DD will flip out over anything, everything and nothing. If we move her cup, if we ask her to do anything ("wash your hands, please") or she'll even just say/do something provoking just because. Many many times this ends up in a full-blown knock down drag out tantrum. Top-of-the-lungs screaming, hitting, kicking, red angry face. There is nothing I can do when she gets like this. Holding her is out of the question. She is so loud she can't even hear me talk.

This can't be normal. I'm desperate.

These episodes happen many times a day and last at least 1/2 hour, sometimes as long as an hour or more. It is "normal" for her now to have spent almost four hours a day screaming and in extreme anger.

She is hoarse from all the screaming.

Please help. This has only been going on for two weeks, maybe three, but that is way too long. It is affecting me physically and emotionally. I just want to curl up in bed alone. DH, the most gentle man I know, has never lost his temper in the 8 years I've known him. Now he loses it daily.

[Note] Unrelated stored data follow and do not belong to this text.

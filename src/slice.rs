//! On-disk slice format and per-slice lifecycle operations (spec §4.1, §4.5).
//!
//! A slice is one stripe column of one object, living as a single file on
//! one volume: a 48-byte header followed by a sequence of MD5-framed chunk
//! records. Chunk payload length is never stored per-chunk — it is implied
//! by the chunk set's position in the object's `Plan`.

use crate::checksum::compute_md5;
use crate::domain::{ObjectId, SliceIndex, VolumeId};
use crate::format::{
    from_le_bytes3, from_le_bytes5, to_le_bytes3, to_le_bytes5, CHUNK_HEADER_SIZE,
    FILE_HEADER_SIZE, SLICE_MAGIC, SLICE_VERSION,
};
use crate::plan::{ChunkSetRegion, Plan};
use crate::volume::Volume;
use binrw::{BinRead, BinWrite};
use std::io::Cursor;
use std::sync::atomic::{AtomicBool, Ordering};
use std::sync::Arc;
use tokio::io::{AsyncReadExt, AsyncSeekExt, AsyncWriteExt};

#[derive(Debug, thiserror::Error)]
pub enum SliceError {
    #[error("slice is busy with another operation")]
    Busy,
    #[error("slice index {0} is out of range for D+P={1}")]
    InvalidIndex(SliceIndex, u8),
    #[error("slice file header is invalid")]
    HeaderInvalid,
    #[error(
        "checksum mismatch for object {object_id} slice {slice_index} on volume {volume_id} at offset {cursor_offset}"
    )]
    Checksum {
        object_id: ObjectId,
        slice_index: SliceIndex,
        volume_id: VolumeId,
        cursor_offset: u64,
    },
    #[error(transparent)]
    Io(#[from] std::io::Error),
}

const _: () = assert!(matches!(SLICE_MAGIC, [0x01, 0xFB, 0x02, 0xFB]));

#[derive(Debug, BinRead, BinWrite, Clone, Copy)]
#[brw(little, magic = b"\x01\xFB\x02\xFB")]
struct SliceHeaderRaw {
    version: u8,
    header_length: u16,
    header_md5: [u8; 16],
    object_id: [u8; 12],
    file_size: [u8; 5],
    data_slice_count: u8,
    parity_slice_count: u8,
    slice_index: u8,
    chunk_size: [u8; 3],
    padding: [u8; 2],
}

impl SliceHeaderRaw {
    /// Bytes `[23..48)` — the part covered by `header_md5`.
    fn hashed_region(&self) -> Vec<u8> {
        let mut buf = Vec::with_capacity(25);
        buf.extend_from_slice(&self.object_id);
        buf.extend_from_slice(&self.file_size);
        buf.push(self.data_slice_count);
        buf.push(self.parity_slice_count);
        buf.push(self.slice_index);
        buf.extend_from_slice(&self.chunk_size);
        buf.extend_from_slice(&self.padding);
        buf
    }
}

fn file_name(object_id: &ObjectId, slice_index: SliceIndex) -> String {
    format!("{}.{}", object_id.to_hex(), slice_index.as_u8())
}

enum Mode {
    Write(tokio::fs::File),
    Read(tokio::fs::File),
    Closed,
}

/// One stripe column of one object, on one volume.
pub struct Slice {
    volume: Arc<Volume>,
    object_id: ObjectId,
    slice_index: SliceIndex,
    data_slice_count: u8,
    parity_slice_count: u8,
    chunk_size: u32,
    mode: Mode,
    is_committed: bool,
    /// Bytes reserved on the volume for this slice (released at commit/abort).
    reservation: u64,
    /// Bytes actually written to the file (header + chunk records), credited
    /// to the volume's used-bytes counter at commit.
    bytes_written: u64,
    busy: AtomicBool,
}

struct BusyGuard<'a>(&'a AtomicBool);

impl<'a> BusyGuard<'a> {
    fn acquire(flag: &'a AtomicBool) -> Result<Self, SliceError> {
        flag.compare_exchange(false, true, Ordering::AcqRel, Ordering::Acquire)
            .map_err(|_| SliceError::Busy)?;
        Ok(BusyGuard(flag))
    }
}

impl Drop for BusyGuard<'_> {
    fn drop(&mut self) {
        self.0.store(false, Ordering::Release);
    }
}

impl Slice {
    pub fn file_name(&self) -> String {
        file_name(&self.object_id, self.slice_index)
    }

    pub fn slice_index(&self) -> SliceIndex {
        self.slice_index
    }

    pub fn volume(&self) -> &Arc<Volume> {
        &self.volume
    }

    pub fn is_committed(&self) -> bool {
        self.is_committed
    }

    fn byte_kind(&self) -> crate::volume::ByteKind {
        if self.slice_index.is_parity(self.data_slice_count) {
            crate::volume::ByteKind::Parity
        } else {
            crate::volume::ByteKind::Data
        }
    }

    /// `create()`: open a temp handle on `volume`, write the file header,
    /// reserve `reservation` bytes, and enter write mode.
    pub async fn create(
        volume: Arc<Volume>,
        object_id: ObjectId,
        slice_index: SliceIndex,
        data_slice_count: u8,
        parity_slice_count: u8,
        chunk_size: u32,
        file_size: u64,
        reservation: u64,
    ) -> Result<Slice, SliceError> {
        if slice_index.as_usize() >= (data_slice_count as usize + parity_slice_count as usize) {
            return Err(SliceError::InvalidIndex(
                slice_index,
                data_slice_count + parity_slice_count,
            ));
        }
        if !volume.is_writable() {
            return Err(SliceError::Io(std::io::Error::new(
                std::io::ErrorKind::PermissionDenied,
                format!("volume {} is not writable", volume.id),
            )));
        }

        let mut raw = SliceHeaderRaw {
            version: SLICE_VERSION,
            header_length: FILE_HEADER_SIZE as u16,
            header_md5: [0u8; 16],
            object_id: *object_id.as_bytes(),
            file_size: to_le_bytes5(file_size),
            data_slice_count,
            parity_slice_count,
            slice_index: slice_index.as_u8(),
            chunk_size: to_le_bytes3(chunk_size),
            padding: [0u8; 2],
        };
        raw.header_md5 = compute_md5(&raw.hashed_region());

        let mut buf = Cursor::new(Vec::new());
        raw.write(&mut buf).map_err(|_| SliceError::HeaderInvalid)?;
        debug_assert_eq!(buf.get_ref().len() as u64, FILE_HEADER_SIZE);

        volume.reserve_space(reservation);
        let file_name = file_name(&object_id, slice_index);
        let mut fh = volume.create_temporary_fh(&file_name).await?;
        fh.write_all(buf.get_ref()).await?;

        Ok(Slice {
            volume,
            object_id,
            slice_index,
            data_slice_count,
            parity_slice_count,
            chunk_size,
            mode: Mode::Write(fh),
            is_committed: false,
            reservation,
            bytes_written: FILE_HEADER_SIZE,
            busy: AtomicBool::new(false),
        })
    }

    /// `writeChunk(buf)`: MD5-frame `payload` and append it.
    pub async fn write_chunk(&mut self, payload: &[u8]) -> Result<(), SliceError> {
        let _guard = BusyGuard::acquire(&self.busy)?;
        let fh = match &mut self.mode {
            Mode::Write(fh) => fh,
            _ => return Err(SliceError::HeaderInvalid),
        };
        let md5 = compute_md5(payload);
        fh.write_all(&md5).await?;
        fh.write_all(payload).await?;
        self.bytes_written += CHUNK_HEADER_SIZE + payload.len() as u64;
        Ok(())
    }

    /// `open()`: open the committed file and validate the header.
    pub async fn open(
        volume: Arc<Volume>,
        object_id: ObjectId,
        slice_index: SliceIndex,
        data_slice_count: u8,
        parity_slice_count: u8,
        chunk_size: u32,
    ) -> Result<Slice, SliceError> {
        if !volume.is_readable() {
            return Err(SliceError::Io(std::io::Error::new(
                std::io::ErrorKind::PermissionDenied,
                format!("volume {} is not readable", volume.id),
            )));
        }
        let name = file_name(&object_id, slice_index);
        let mut fh = volume.open_committed_fh(&name).await?;

        let mut header_bytes = vec![0u8; FILE_HEADER_SIZE as usize];
        fh.read_exact(&mut header_bytes).await?;
        let mut cursor = Cursor::new(header_bytes);
        let raw = SliceHeaderRaw::read(&mut cursor).map_err(|_| SliceError::HeaderInvalid)?;

        let expected_md5 = compute_md5(&raw.hashed_region());
        let valid = raw.header_md5 == expected_md5
            && raw.object_id == *object_id.as_bytes()
            && raw.data_slice_count == data_slice_count
            && raw.parity_slice_count == parity_slice_count
            && raw.slice_index == slice_index.as_u8()
            && from_le_bytes3(raw.chunk_size) == chunk_size;
        if !valid {
            return Err(SliceError::HeaderInvalid);
        }

        Ok(Slice {
            volume,
            object_id,
            slice_index,
            data_slice_count,
            parity_slice_count,
            chunk_size,
            mode: Mode::Read(fh),
            is_committed: true,
            reservation: 0,
            bytes_written: from_le_bytes5(raw.file_size),
            busy: AtomicBool::new(false),
        })
    }

    /// `seekToHead()`.
    pub async fn seek_to_head(&mut self) -> Result<(), SliceError> {
        self.seek_to_file_offset(FILE_HEADER_SIZE).await
    }

    /// `seekToChunkIndex(i)` against a given `Plan`.
    pub async fn seek_to_chunk_set(&mut self, plan: &Plan, chunk_set_index: u64) -> Result<(), SliceError> {
        self.seek_to_file_offset(plan.chunk_set_file_offset(chunk_set_index))
            .await
    }

    async fn seek_to_file_offset(&mut self, offset: u64) -> Result<(), SliceError> {
        let fh = match &mut self.mode {
            Mode::Read(fh) => fh,
            Mode::Write(fh) => fh,
            Mode::Closed => return Err(SliceError::HeaderInvalid),
        };
        fh.seek(std::io::SeekFrom::Start(offset)).await?;
        Ok(())
    }

    /// `readChunk()`: read the next chunk record at the current cursor and
    /// verify its MD5.
    pub async fn read_chunk(&mut self, region: ChunkSetRegion, plan: &Plan) -> Result<Vec<u8>, SliceError> {
        let _guard = BusyGuard::acquire(&self.busy)?;
        let data_size = plan.chunk_data_size(region) as usize;
        let fh = match &mut self.mode {
            Mode::Read(fh) => fh,
            _ => return Err(SliceError::HeaderInvalid),
        };
        let cursor_offset = fh.stream_position().await?;

        let mut stored_md5 = [0u8; 16];
        fh.read_exact(&mut stored_md5).await?;
        let mut payload = vec![0u8; data_size];
        if data_size > 0 {
            fh.read_exact(&mut payload).await?;
        }

        let computed = compute_md5(&payload);
        if computed != stored_md5 {
            return Err(SliceError::Checksum {
                object_id: self.object_id,
                slice_index: self.slice_index,
                volume_id: self.volume.id.clone(),
                cursor_offset,
            });
        }
        Ok(payload)
    }

    /// `close()`: fsync+close write, or close read.
    pub async fn close(&mut self) -> Result<(), SliceError> {
        match std::mem::replace(&mut self.mode, Mode::Closed) {
            Mode::Write(mut fh) => {
                fh.sync_all().await?;
            }
            Mode::Read(_) | Mode::Closed => {}
        }
        Ok(())
    }

    /// `commit()`: rename temp→committed; credit the volume's byte counters.
    pub async fn commit(&mut self) -> Result<(), SliceError> {
        let _guard = BusyGuard::acquire(&self.busy)?;
        if !matches!(self.mode, Mode::Closed) {
            return Err(SliceError::Busy);
        }
        self.volume.commit_temporary_file(&self.file_name()).await?;
        self.is_committed = true;
        self.volume
            .apply_committed_bytes(self.reservation, self.bytes_written, self.byte_kind());
        Ok(())
    }

    /// `markAsCommitted()` (used by Destroyer to force delete() onto the
    /// committed path without having gone through the write path itself).
    pub fn mark_as_committed(&mut self) {
        self.is_committed = true;
    }

    /// `delete()`: close if open, unlink, release whatever accounting this
    /// slice still owns.
    pub async fn delete(&mut self) -> Result<(), SliceError> {
        if !matches!(self.mode, Mode::Closed) {
            self.close().await.ok();
        }
        let name = self.file_name();
        if self.is_committed {
            self.volume.delete_committed_file(&name).await?;
            self.volume
                .release_committed_bytes(self.bytes_written, self.byte_kind());
        } else {
            self.volume.delete_temporary_file(&name).await?;
            self.volume.release_reservation(self.reservation);
        }
        Ok(())
    }
}

#[cfg(test)]
mod tests {
    use super::*;
    use crate::plan::Plan;
    use crate::volume::DirectoryMounter;
    use uuid::Uuid;

    async fn test_volume() -> (tempfile::TempDir, Arc<Volume>) {
        let dir = tempfile::tempdir().unwrap();
        let volume = Arc::new(Volume::new(
            VolumeId::new("vol-a"),
            Uuid::nil(),
            0,
            dir.path().to_path_buf(),
            "usb0".to_string(),
            1_000_000,
        ));
        volume.start(&DirectoryMounter, [0u8; 16]).await.unwrap();
        (dir, volume)
    }

    #[tokio::test]
    async fn create_write_commit_then_open_and_read_back() {
        let (_dir, volume) = test_volume().await;
        let object_id = ObjectId::generate();
        let plan = Plan::build(12, 128, 2, 1);

        let mut slice = Slice::create(
            volume.clone(),
            object_id,
            SliceIndex::new(0),
            2,
            1,
            128,
            12,
            plan.slice_size,
        )
        .await
        .unwrap();

        slice.write_chunk(b"payload!").await.unwrap();
        slice.close().await.unwrap();
        slice.commit().await.unwrap();

        assert!(volume.committed_path(&slice.file_name()).is_file());
        assert_eq!(volume.bytes_used_data(), slice.bytes_written);

        let mut reopened = Slice::open(volume.clone(), object_id, SliceIndex::new(0), 2, 1, 128)
            .await
            .unwrap();
        reopened.seek_to_head().await.unwrap();
        let payload = reopened
            .read_chunk(ChunkSetRegion::Start, &Plan::build(12, 128, 2, 1))
            .await
            .unwrap();
        assert_eq!(&payload[..8], b"payload!");
    }

    #[tokio::test]
    async fn checksum_mismatch_is_detected() {
        let (_dir, volume) = test_volume().await;
        let object_id = ObjectId::generate();
        let plan = Plan::build(8, 128, 1, 0);

        let mut slice = Slice::create(volume.clone(), object_id, SliceIndex::new(0), 1, 0, 128, 8, plan.slice_size)
            .await
            .unwrap();
        slice.write_chunk(b"12345678").await.unwrap();
        slice.close().await.unwrap();
        slice.commit().await.unwrap();

        // Flip one byte inside the payload region of the committed file.
        let path = volume.committed_path(&slice.file_name());
        let mut bytes = tokio::fs::read(&path).await.unwrap();
        let payload_offset = (FILE_HEADER_SIZE + CHUNK_HEADER_SIZE) as usize;
        bytes[payload_offset] ^= 0xFF;
        tokio::fs::write(&path, bytes).await.unwrap();

        let mut reopened = Slice::open(volume.clone(), object_id, SliceIndex::new(0), 1, 0, 128)
            .await
            .unwrap();
        reopened.seek_to_head().await.unwrap();
        let err = reopened
            .read_chunk(ChunkSetRegion::Start, &plan)
            .await
            .unwrap_err();
        assert!(matches!(err, SliceError::Checksum { slice_index, .. } if slice_index == SliceIndex::new(0)));
    }

    #[tokio::test]
    async fn delete_before_commit_cleans_up_temp_and_reservation() {
        let (_dir, volume) = test_volume().await;
        let object_id = ObjectId::generate();
        let plan = Plan::build(8, 128, 1, 0);

        let mut slice = Slice::create(volume.clone(), object_id, SliceIndex::new(0), 1, 0, 128, 8, plan.slice_size)
            .await
            .unwrap();
        slice.write_chunk(b"12345678").await.unwrap();
        slice.delete().await.unwrap();

        assert!(!volume.temporary_path(&slice.file_name()).exists());
        assert_eq!(volume.bytes_pending(), 0);
    }
}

The worst is 1. what this is doing to her. And 2. the baby gets totally neglected because we are so focused on helping DD1.

What can I try? (I feel like I've tried everything but willing to try it all again). And how can I calm her once she's in these fits? When she's calm she is very clingy, wants me to hold her ALL day long, sleeps like she's suction-cupped to me (we cosleep).

I'll take any advice at all. My poor DD needs it.


----------



## mamazee (Jan 5, 2003)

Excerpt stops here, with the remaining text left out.